Extracted entries:

// src/config.rs
//! Configuration management

use crate::error::{Result, TrackerError};
use serde::{Deserialize, Serialize};
use std::path::PathBuf;

#[derive(Debug, Clone, Serialize, Deserialize)]
pub struct TrackerConfig {
    pub gpsd_host: String,
    pub gpsd_port: u16,
    pub user_id: String,
    pub activity_type: String,
    pub activity_name: String,
    /// Directory where finished sessions are archived.
    pub output_dir: PathBuf,
}

impl Default for TrackerConfig {
    fn default() -> Self {
        Self {
            gpsd_host: "localhost".to_string(),
            gpsd_port: 2947,
            user_id: "default".to_string(),
            activity_type: "run".to_string(),
            activity_name: "Activity".to_string(),
            output_dir: PathBuf::from("sessions"),
        }
    }
}

impl TrackerConfig {
    /// Load configuration from the config file, falling back to defaults
    /// when it does not exist.
    pub fn load() -> Result<Self> {
        let config_path = Self::config_path()?;

        if !config_path.exists() {
            return Ok(Self::default());
        }

        let contents = std::fs::read_to_string(&config_path)
            .map_err(|e| TrackerError::Other(format!("Failed to read config file: {}", e)))?;

        let config: Self = serde_json::from_str(&contents)
            .map_err(|e| TrackerError::Other(format!("Failed to parse config file: {}", e)))?;

        Ok(config)
    }

    /// Save configuration to the config file.
    pub fn save(&self) -> Result<()> {
        let config_path = Self::config_path()?;

        if let Some(parent) = config_path.parent() {
            std::fs::create_dir_all(parent)
                .map_err(|e| TrackerError::Other(format!("Failed to create config directory: {}", e)))?;
        }

        let contents = serde_json::to_string_pretty(self)
            .map_err(|e| TrackerError::Other(format!("Failed to serialize config: {}", e)))?;

        std::fs::write(&config_path, contents)
            .map_err(|e| TrackerError::Other(format!("Failed to write config file: {}", e)))?;

        Ok(())
    }

    fn config_path() -> Result<PathBuf> {
        let home = std::env::var("HOME")
            .map_err(|_| TrackerError::Other("HOME environment variable not set".to_string()))?;

        Ok(PathBuf::from(home)
            .join(".config")
            .join("activity-tracker")
            .join("config.json"))
    }

    /// Update gpsd connection settings
    pub fn update_gpsd(&mut self, host: String, port: u16) {
        self.gpsd_host = host;
        self.gpsd_port = port;
    }

    /// Update the activity labelling for the next session
    pub fn update_activity(&mut self, activity_type: String, activity_name: String) {
        self.activity_type = activity_type;
        self.activity_name = activity_name;
    }
}
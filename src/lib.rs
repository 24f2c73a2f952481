// src/lib.rs
//! Activity Tracker Library
//!
//! Real-time activity tracking core: filters a noisy stream of GPS fixes
//! into distance/elevation/speed aggregates and drives the lifecycle of a
//! tracked workout session.

pub mod aggregate;
pub mod config;
pub mod display;
pub mod error;
pub mod filter;
pub mod gps;
pub mod persist;
pub mod session;
pub mod timer;
pub mod tracker;

// Re-export main types for convenience
pub use aggregate::{RecordMeta, SessionAggregate, SessionRecord};
pub use error::{Result, TrackerError};
pub use gps::{FixSubscription, GpsdProvider, LocationFix, RoutePoint};
pub use persist::{JsonFileSink, SaveOutcome, SessionSink};
pub use session::{SessionContext, SessionState, TrackingSnapshot};
pub use tracker::{SessionCommand, SessionTracker};
// src/main.rs
//! Activity Tracker - GPS workout tracking with a live terminal display

use activity_tracker::{
    aggregate::RecordMeta,
    config::TrackerConfig,
    display::TerminalDisplay,
    persist::JsonFileSink,
    tracker::SessionTracker,
    GpsdProvider, SessionState,
};
use anyhow::Context;
use clap::Parser;
use std::fs::OpenOptions;
use std::path::PathBuf;
use std::sync::{
    atomic::{AtomicBool, Ordering},
    Arc,
};
use tokio::sync::mpsc;
use tracing_subscriber::{layer::SubscriberExt, util::SubscriberInitExt};

#[derive(Debug, Parser)]
#[command(name = "activity-tracker", about = "Track a GPS workout session")]
struct Args {
    /// gpsd host to subscribe to
    #[arg(long)]
    gpsd_host: Option<String>,

    /// gpsd port
    #[arg(long)]
    gpsd_port: Option<u16>,

    /// User the session is recorded for
    #[arg(long)]
    user: Option<String>,

    /// Activity type (run, ride, hike, ...)
    #[arg(long)]
    activity_type: Option<String>,

    /// Display name of the activity
    #[arg(long)]
    activity_name: Option<String>,

    /// Directory where finished sessions are archived
    #[arg(long)]
    output_dir: Option<PathBuf>,

    /// Persist the effective settings as the new defaults
    #[arg(long)]
    save_config: bool,
}

#[tokio::main]
async fn main() -> anyhow::Result<()> {
    let args = Args::parse();

    let mut config = TrackerConfig::load().unwrap_or_default();
    if let Some(host) = args.gpsd_host {
        config.gpsd_host = host;
    }
    if let Some(port) = args.gpsd_port {
        config.gpsd_port = port;
    }
    if let Some(user) = args.user {
        config.user_id = user;
    }
    if let Some(activity_type) = args.activity_type {
        config.activity_type = activity_type;
    }
    if let Some(activity_name) = args.activity_name {
        config.activity_name = activity_name;
    }
    if let Some(output_dir) = args.output_dir {
        config.output_dir = output_dir;
    }
    if args.save_config {
        config.save().context("failed to save config")?;
    }

    init_logging(&config.output_dir)?;

    println!("Starting Activity Tracker...");
    println!(
        "Connecting to gpsd at {}:{}",
        config.gpsd_host, config.gpsd_port
    );

    let provider = GpsdProvider::new(config.gpsd_host.clone(), config.gpsd_port);
    let fixes = provider
        .subscribe()
        .await
        .context("failed to subscribe to the location provider")?;

    let sink = Arc::new(JsonFileSink::new(&config.output_dir));
    let meta = RecordMeta {
        user_id: config.user_id.clone(),
        activity_type: config.activity_type.clone(),
        activity_name: config.activity_name.clone(),
    };

    let tracker = SessionTracker::new(sink, meta);
    let snapshot = tracker.shared_snapshot();

    let (cmd_tx, cmd_rx) = mpsc::channel(16);
    let tracker_handle = tokio::spawn(tracker.run(fixes, cmd_rx));

    let display_running = Arc::new(AtomicBool::new(true));
    let display_flag = Arc::clone(&display_running);
    let display_snapshot = Arc::clone(&snapshot);
    let display_handle = tokio::spawn(async move {
        TerminalDisplay::new()
            .run(display_snapshot, display_flag, cmd_tx)
            .await
    });

    let final_state = tracker_handle.await.context("tracker task failed")?;

    display_running.store(false, Ordering::Relaxed);
    display_handle
        .await
        .context("display task failed")?
        .context("display error")?;

    match final_state {
        SessionState::Success => println!(
            "Session saved under {}",
            config.output_dir.display()
        ),
        SessionState::Discarded => println!("Session discarded."),
        SessionState::Error => println!("Session could not be saved."),
        other => println!("Session ended while {}.", other),
    }

    Ok(())
}

/// Log to a file next to the session archive; the terminal belongs to the
/// live display.
fn init_logging(output_dir: &std::path::Path) -> anyhow::Result<()> {
    std::fs::create_dir_all(output_dir).context("failed to create output directory")?;
    let log_file = OpenOptions::new()
        .create(true)
        .append(true)
        .open(output_dir.join("activity-tracker.log"))
        .context("failed to open log file")?;

    tracing_subscriber::registry()
        .with(
            tracing_subscriber::EnvFilter::try_from_default_env()
                .unwrap_or_else(|_| "activity_tracker=debug".into()),
        )
        .with(
            tracing_subscriber::fmt::layer()
                .with_ansi(false)
                .with_writer(log_file),
        )
        .init();

    Ok(())
}
// src/aggregate.rs
//! Final session aggregate, built once when a session is confirmed

use crate::gps::data::RoutePoint;
use crate::session::SessionContext;
use chrono::{DateTime, Utc};
use serde::{Deserialize, Serialize};

/// Immutable summary of a finished session, read from the frozen context.
#[derive(Debug, Clone, Serialize)]
pub struct SessionAggregate {
    pub elapsed_seconds: u64,
    pub total_distance_km: f64,
    pub average_speed_kmh: f64,
    pub elevation_gain_m: i64,
    pub elevation_loss_m: i64,
    /// Present only when the route holds more than one point.
    pub route_points: Option<Vec<RoutePoint>>,
}

impl SessionAggregate {
    /// Build the aggregate from a frozen session context.
    pub fn from_context(ctx: &SessionContext) -> Self {
        let elapsed = ctx.elapsed_seconds();
        let average_speed_kmh = if elapsed > 0 {
            ctx.total_distance_km / (elapsed as f64 / 3600.0)
        } else {
            0.0
        };

        let route_points = if ctx.route_points.len() > 1 {
            Some(ctx.route_points.clone())
        } else {
            None
        };

        Self {
            elapsed_seconds: elapsed,
            total_distance_km: ctx.total_distance_km,
            average_speed_kmh,
            elevation_gain_m: ctx.elevation_gain_m.round() as i64,
            elevation_loss_m: ctx.elevation_loss_m.round() as i64,
            route_points,
        }
    }
}

/// The finalized request handed to the persistence service.
#[derive(Debug, Clone, Serialize, Deserialize)]
#[serde(rename_all = "camelCase")]
pub struct SessionRecord {
    pub user_id: String,
    pub activity_type: String,
    pub activity_name: String,
    pub date: DateTime<Utc>,
    pub duration_minutes: u64,
    pub distance_km: f64,
    pub has_gps: bool,
    pub average_speed_kmh: f64,
    #[serde(skip_serializing_if = "Option::is_none")]
    pub route_points: Option<Vec<RoutePoint>>,
    pub elevation_gain_m: i64,
    pub elevation_loss_m: i64,
}

/// Identity and labelling carried over from configuration into the record.
#[derive(Debug, Clone)]
pub struct RecordMeta {
    pub user_id: String,
    pub activity_type: String,
    pub activity_name: String,
}

impl SessionRecord {
    pub fn build(aggregate: SessionAggregate, meta: &RecordMeta, date: DateTime<Utc>) -> Self {
        Self {
            user_id: meta.user_id.clone(),
            activity_type: meta.activity_type.clone(),
            activity_name: meta.activity_name.clone(),
            date,
            duration_minutes: aggregate.elapsed_seconds.div_ceil(60),
            distance_km: aggregate.total_distance_km,
            has_gps: true,
            average_speed_kmh: aggregate.average_speed_kmh,
            route_points: aggregate.route_points,
            elevation_gain_m: aggregate.elevation_gain_m,
            elevation_loss_m: aggregate.elevation_loss_m,
        }
    }
}
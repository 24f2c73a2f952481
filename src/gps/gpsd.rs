// src/gps/gpsd.rs
//! GPSD client: the concrete location provider backing the fix stream

use super::data::LocationFix;
use crate::error::{Result, TrackerError};
use chrono::{DateTime, Utc};
use serde::Deserialize;
use std::collections::HashMap;
use tokio::{
    io::{AsyncWriteExt, BufReader},
    net::TcpStream,
};

/// Accuracy assigned to fixes whose TPV message carries no error estimate.
/// Deliberately poor so the pipeline's accuracy gate drops them.
const UNKNOWN_ACCURACY_M: f64 = 100.0;

#[derive(Debug, Deserialize)]
struct GpsdMessage {
    class: String,
    #[serde(flatten)]
    data: HashMap<String, serde_json::Value>,
}

/// Connect to a gpsd daemon and enable the JSON watch stream.
pub async fn connect_gpsd(host: &str, port: u16) -> Result<BufReader<TcpStream>> {
    let mut stream = TcpStream::connect(format!("{}:{}", host, port))
        .await
        .map_err(|e| TrackerError::Connection(format!("Failed to connect to gpsd at {}:{}: {}", host, port, e)))?;

    // Send WATCH command to start receiving JSON data
    let watch_cmd = "?WATCH={\"enable\":true,\"json\":true}\n";
    stream
        .write_all(watch_cmd.as_bytes())
        .await
        .map_err(|e| TrackerError::Connection(format!("Failed to send WATCH command: {}", e)))?;

    tracing::debug!("gpsd watch enabled on {}:{}", host, port);
    Ok(BufReader::new(stream))
}

/// Parse one line of gpsd JSON into a location fix.
///
/// Returns `Ok(None)` for message classes other than TPV and for TPV
/// messages without a usable 2D position.
pub fn parse_fix_line(line: &str) -> Result<Option<LocationFix>> {
    let msg: GpsdMessage = serde_json::from_str(line)
        .map_err(|e| TrackerError::Parse(format!("Failed to parse gpsd JSON: {}", e)))?;

    if msg.class != "TPV" {
        return Ok(None);
    }

    parse_tpv_message(&msg.data)
}

fn parse_tpv_message(msg_data: &HashMap<String, serde_json::Value>) -> Result<Option<LocationFix>> {
    // Mode 2 or better means the receiver has a position solution.
    let mode = msg_data.get("mode").and_then(|v| v.as_u64()).unwrap_or(0);
    if mode < 2 {
        return Ok(None);
    }

    let (lat, lon) = match (
        msg_data.get("lat").and_then(|v| v.as_f64()),
        msg_data.get("lon").and_then(|v| v.as_f64()),
    ) {
        (Some(lat), Some(lon)) => (lat, lon),
        _ => return Ok(None),
    };

    // eph is gpsd's combined horizontal error estimate; fall back to the
    // larger of the per-axis estimates when it is absent.
    let accuracy_m = msg_data
        .get("eph")
        .and_then(|v| v.as_f64())
        .or_else(|| {
            let epx = msg_data.get("epx").and_then(|v| v.as_f64());
            let epy = msg_data.get("epy").and_then(|v| v.as_f64());
            match (epx, epy) {
                (Some(x), Some(y)) => Some(x.max(y)),
                (Some(x), None) => Some(x),
                (None, Some(y)) => Some(y),
                (None, None) => None,
            }
        })
        .unwrap_or(UNKNOWN_ACCURACY_M);

    let timestamp = msg_data
        .get("time")
        .and_then(|v| v.as_str())
        .and_then(|s| s.parse::<DateTime<Utc>>().ok())
        .unwrap_or_else(Utc::now);

    let mut fix = LocationFix::new(lat, lon, accuracy_m, timestamp);
    fix.altitude = msg_data
        .get("altHAE")
        .and_then(|v| v.as_f64())
        .or_else(|| msg_data.get("alt").and_then(|v| v.as_f64()));
    fix.speed_mps = msg_data.get("speed").and_then(|v| v.as_f64());

    Ok(Some(fix))
}
// src/gps/data.rs
//! Location fix and route point data structures

use chrono::{DateTime, Utc};
use serde::{Deserialize, Serialize};

/// One reported location reading from the provider.
///
/// Ephemeral: consumed by the filter pipeline immediately and never retained
/// beyond it, except as the pipeline's last accepted reference fix.
#[derive(Debug, Clone)]
pub struct LocationFix {
    pub latitude: f64,
    pub longitude: f64,
    pub altitude: Option<f64>,
    /// Horizontal accuracy in meters (lower is better).
    pub accuracy_m: f64,
    /// Instantaneous speed in m/s as reported by the provider.
    pub speed_mps: Option<f64>,
    pub timestamp: DateTime<Utc>,
}

impl LocationFix {
    pub fn new(latitude: f64, longitude: f64, accuracy_m: f64, timestamp: DateTime<Utc>) -> Self {
        Self {
            latitude,
            longitude,
            altitude: None,
            accuracy_m,
            speed_mps: None,
            timestamp,
        }
    }
}

/// One point of the recorded route. Append-only for the session's duration.
#[derive(Debug, Clone, Serialize, Deserialize)]
pub struct RoutePoint {
    pub latitude: f64,
    pub longitude: f64,
    #[serde(skip_serializing_if = "Option::is_none")]
    pub altitude: Option<f64>,
}

impl RoutePoint {
    pub fn from_fix(fix: &LocationFix) -> Self {
        Self {
            latitude: fix.latitude,
            longitude: fix.longitude,
            altitude: fix.altitude,
        }
    }
}

#[cfg(test)]
mod tests {
    use super::*;

    #[test]
    fn test_route_point_from_fix() {
        let mut fix = LocationFix::new(42.438878, -71.119277, 5.0, Utc::now());
        fix.altitude = Some(100.0);

        let point = RoutePoint::from_fix(&fix);
        assert_eq!(point.latitude, 42.438878);
        assert_eq!(point.longitude, -71.119277);
        assert_eq!(point.altitude, Some(100.0));
    }
}
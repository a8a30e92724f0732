//! Mapping of engine errors onto HTTP responses.

use axum::http::StatusCode;
use axum::response::{IntoResponse, Response};
use axum::Json;
use serde_json::json;
use tracing::warn;

use aicanvas_core::error::CanvasError;

#[derive(Debug)]
pub enum ApiError {
    Canvas(CanvasError),
    BadRequest(String),
}

impl From<CanvasError> for ApiError {
    fn from(e: CanvasError) -> Self {
        ApiError::Canvas(e)
    }
}

impl ApiError {
    pub fn status(&self) -> StatusCode {
        match self {
            ApiError::BadRequest(_) => StatusCode::BAD_REQUEST,
            ApiError::Canvas(e) => match e {
                CanvasError::InvalidEdge { .. }
                | CanvasError::DuplicateNode(_)
                | CanvasError::CyclePresent { .. } => StatusCode::BAD_REQUEST,
                CanvasError::NodeNotFound(_) | CanvasError::GraphNotFound(_) => {
                    StatusCode::NOT_FOUND
                }
                CanvasError::Concurrency { .. } => StatusCode::CONFLICT,
                CanvasError::Timeout { .. } => StatusCode::GATEWAY_TIMEOUT,
                CanvasError::Backend { .. }
                | CanvasError::Format { .. }
                | CanvasError::StreamProtocol { .. }
                | CanvasError::StreamingUnsupported(_) => StatusCode::BAD_GATEWAY,
                _ => StatusCode::INTERNAL_SERVER_ERROR,
            },
        }
    }
}

impl IntoResponse for ApiError {
    fn into_response(self) -> Response {
        let status = self.status();
        let body = match &self {
            ApiError::BadRequest(message) => json!({ "status": "error", "message": message }),
            ApiError::Canvas(CanvasError::CyclePresent { cycles }) => json!({
                "status": "error",
                "message": self.to_string(),
                "details": { "cycles": cycles },
            }),
            ApiError::Canvas(CanvasError::InvalidEdge { from, to, reason }) => json!({
                "status": "error",
                "message": self.to_string(),
                "details": { "source": from, "target": to, "reason": reason },
            }),
            ApiError::Canvas(_) => json!({ "status": "error", "message": self.to_string() }),
        };
        if status.is_server_error() {
            warn!(status = status.as_u16(), error = %self, "Request failed");
        }
        (status, Json(body)).into_response()
    }
}

impl std::fmt::Display for ApiError {
    fn fmt(&self, f: &mut std::fmt::Formatter<'_>) -> std::fmt::Result {
        match self {
            ApiError::Canvas(e) => write!(f, "{e}"),
            ApiError::BadRequest(m) => write!(f, "{m}"),
        }
    }
}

Exercise requirements: Would you return all lines from the preceding listing that contain the word "Value"?

Written solution:
    data: HashMap<String, serde_json::Value>,
fn parse_tpv_message(msg_data: &HashMap<String, serde_json::Value>) -> Result<Option<LocationFix>> {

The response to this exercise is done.